In terms of measuring and reporting targets, three are the most frequently prioritized:

  • Economic growth
  • Climate change
  • Responsible consumption.

The least prioritized is protecting biodiversity, with only about 25 percent of companies at high- or medium-risk from biodiversity loss currently reporting. Depending on their business sector, companies will increasingly need to provide metrics on a range of topics, including climate change, human rights, and data privacy. 

While the Global Reporting Initiative (GRI) remains the reporting standard of choice, a CFO does have options to consider, including the Sustainability Accounting Standards Board (SASB) and the Task Force on Climate-Related Financial Disclosures (TCFD). Although the trend is toward establishing a commonly accepted standard, a CFO can guide a company in building robust systems for collecting detailed ESG data.

Real-Time Data

A 2020 Accenture survey concluded that “as chief financial officers (CFO) continue to grapple with ongoing business disruptions from COVID-19,” they “need more real-time data to pivot from measuring to creating value.” A key finding: “While nearly all (99 percent) respondents believe operating with real-time data is critical to navigating disruptions, such as COVID-19 or the threat of a recession, just 16% of respondents are being informed by such data at the scale that’s needed.”

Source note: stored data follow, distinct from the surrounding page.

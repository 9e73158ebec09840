//! Session state machine and shared application state.
//!
//! [`SessionPhase`] tracks where one topic submission stands. The front-end
//! reads it via [`SharedState`] to decide what to render.
//!
//! [`AppState`] is the single source of truth for everything a front-end
//! needs: current phase, the submitted topic, the materialised bundle,
//! config snapshot, and any error message.
//!
//! [`SharedState`] is a type alias for `Arc<Mutex<AppState>>` — cheap to
//! clone and safe to share across tasks.

use std::sync::{Arc, Mutex};

use crate::config::AppConfig;
use crate::content::LearningBundle;

// ---------------------------------------------------------------------------
// SessionPhase
// ---------------------------------------------------------------------------

/// Phases of one topic submission.
///
/// ```text
/// Idle ──capture started──▶ Listening
///      ──topic submitted──▶ Generating
///                            ──extract ok──▶ Ready
/// any phase ──error──▶ Error
/// Ready / Error ──reset──▶ Idle
/// ```
#[derive(Debug, Clone, PartialEq, Eq)]
pub enum SessionPhase {
    /// Waiting for the learner to start speaking.
    Idle,

    /// Speech capture is active; no topic submitted yet.
    Listening,

    /// The completion provider is materialising a bundle for the topic.
    Generating,

    /// A validated bundle is available and the quiz can run.
    Ready,

    /// A provider or extraction failure occurred. The session returns to
    /// `Idle` on the next reset.
    Error,
}

impl SessionPhase {
    /// Returns `true` while a bundle is being materialised.
    ///
    /// A new topic submission is rejected while this holds — at most one
    /// outstanding provider call per session.
    ///
    /// ```
    /// use speak_solve::session::SessionPhase;
    ///
    /// assert!(!SessionPhase::Idle.is_busy());
    /// assert!(SessionPhase::Generating.is_busy());
    /// assert!(!SessionPhase::Ready.is_busy());
    /// ```
    pub fn is_busy(&self) -> bool {
        matches!(self, SessionPhase::Generating)
    }

    /// A short human-readable label suitable for a status line.
    pub fn label(&self) -> &'static str {
        match self {
            SessionPhase::Idle => "Idle",
            SessionPhase::Listening => "Listening",
            SessionPhase::Generating => "Generating",
            SessionPhase::Ready => "Ready",
            SessionPhase::Error => "Error",
        }
    }
}

impl Default for SessionPhase {
    fn default() -> Self {
        SessionPhase::Idle
    }
}

// ---------------------------------------------------------------------------
// AppState
// ---------------------------------------------------------------------------

/// Shared application state — the single source of truth for the front-end.
///
/// Held behind [`SharedState`] (`Arc<Mutex<AppState>>`). The orchestrator
/// mutates it; the front-end reads it.
pub struct AppState {
    /// Current phase of the topic session.
    pub phase: SessionPhase,

    /// The most recently submitted topic.
    ///
    /// `None` until the first submission, and again after a reset.
    pub topic: Option<String>,

    /// The materialised learning bundle.
    ///
    /// Set exactly once per successful submission; discarded wholesale on
    /// reset — never merged or updated in place.
    pub bundle: Option<Arc<LearningBundle>>,

    /// Current application configuration.
    pub config: AppConfig,

    /// Error message to display when `phase == SessionPhase::Error`.
    pub error_message: Option<String>,
}

impl AppState {
    /// Create a new `AppState` with sensible defaults.
    pub fn new(config: AppConfig) -> Self {
        Self {
            phase: SessionPhase::Idle,
            topic: None,
            bundle: None,
            config,
            error_message: None,
        }
    }
}

impl Default for AppState {
    fn default() -> Self {
        Self::new(AppConfig::default())
    }
}

// ---------------------------------------------------------------------------
// SharedState
// ---------------------------------------------------------------------------

/// Thread-safe handle to [`AppState`].
///
/// Cheap to clone (`Arc` clone). Lock with `.lock().unwrap()` for a short
/// critical section; do **not** hold the lock across `.await` points.
pub type SharedState = Arc<Mutex<AppState>>;

/// Construct a new [`SharedState`] wrapping a default [`AppState`].
pub fn new_shared_state(config: AppConfig) -> SharedState {
    Arc::new(Mutex::new(AppState::new(config)))
}

// ---------------------------------------------------------------------------
// Tests
// ---------------------------------------------------------------------------

#[cfg(test)]
mod tests {
    use super::*;

    // ---- SessionPhase::is_busy ---

    #[test]
    fn only_generating_is_busy() {
        assert!(!SessionPhase::Idle.is_busy());
        assert!(!SessionPhase::Listening.is_busy());
        assert!(SessionPhase::Generating.is_busy());
        assert!(!SessionPhase::Ready.is_busy());
        assert!(!SessionPhase::Error.is_busy());
    }

    // ---- SessionPhase::label ---

    #[test]
    fn labels_match_phase_names() {
        assert_eq!(SessionPhase::Idle.label(), "Idle");
        assert_eq!(SessionPhase::Listening.label(), "Listening");
        assert_eq!(SessionPhase::Generating.label(), "Generating");
        assert_eq!(SessionPhase::Ready.label(), "Ready");
        assert_eq!(SessionPhase::Error.label(), "Error");
    }

    // ---- Default ---

    #[test]
    fn default_phase_is_idle() {
        assert_eq!(SessionPhase::default(), SessionPhase::Idle);
    }

    // ---- AppState / SharedState ---

    #[test]
    fn app_state_default_is_empty_idle() {
        let state = AppState::default();
        assert_eq!(state.phase, SessionPhase::Idle);
        assert!(state.topic.is_none());
        assert!(state.bundle.is_none());
        assert!(state.error_message.is_none());
    }

    #[test]
    fn shared_state_is_send_sync() {
        fn assert_send_sync<T: Send + Sync>() {}
        assert_send_sync::<SharedState>();
    }

    #[test]
    fn shared_state_can_be_cloned_and_mutated() {
        let state = new_shared_state(AppConfig::default());
        let state2 = Arc::clone(&state);

        state.lock().unwrap().phase = SessionPhase::Listening;
        assert_eq!(state2.lock().unwrap().phase, SessionPhase::Listening);
    }
}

When asked about the areas of concern to their business, “when asked about the greatest areas of concern to their business for 2021, CFOs most often cited the potential impact of rising interest rates (cited by 49%), disruption from the pandemic (47%), economic recession (47%), and hiring and retaining the right talent (42%). Given the complexity of these challenges, the majority (68%) believe that a real-time financial model … will be critical to enabling better business decisions, more accurate forecasting models, and improved data accuracy.”

The most significant barriers to using real-time data for decision making according to CFO Dive:

  • Concern with having the right talent in place across the organization (58 percent)
  • Getting the appropriate technology in place (45 percent)
  • Honing strategic know-how (39 percent).

That said, the same article reports that almost 45 percent of CFOs say they plan to have most of their finance and operations moving in real-time within three years, with a full 25 percent stating that the ability to provide their leadership team with real-time insights and analysis is the highest priority they bring forward in 2021.

Conclusion

Understanding the implications of expanded metrics and real-time data is not easy. Engaging an experienced fractional CFO can ensure that a company builds a robust system that reacts to the uncertainty of today’s business environment at “the speed of business.” A fractional CFO can also do so while minimizing risk and optimizing growth opportunities. Most importantly, they can ensure that integrating such potentially disruptive changes is completed thoughtfully, transparently, and in full alignment with business goals. Companies that fail to acknowledge or turn a blind eye to the potentially negative impacts of real-time data and enhanced reporting do so at their own risk. A fractional CFO can help ensure that all such changes are made carefully, and with the full scope of business operations, sales, and brand recognition is taken into consideration.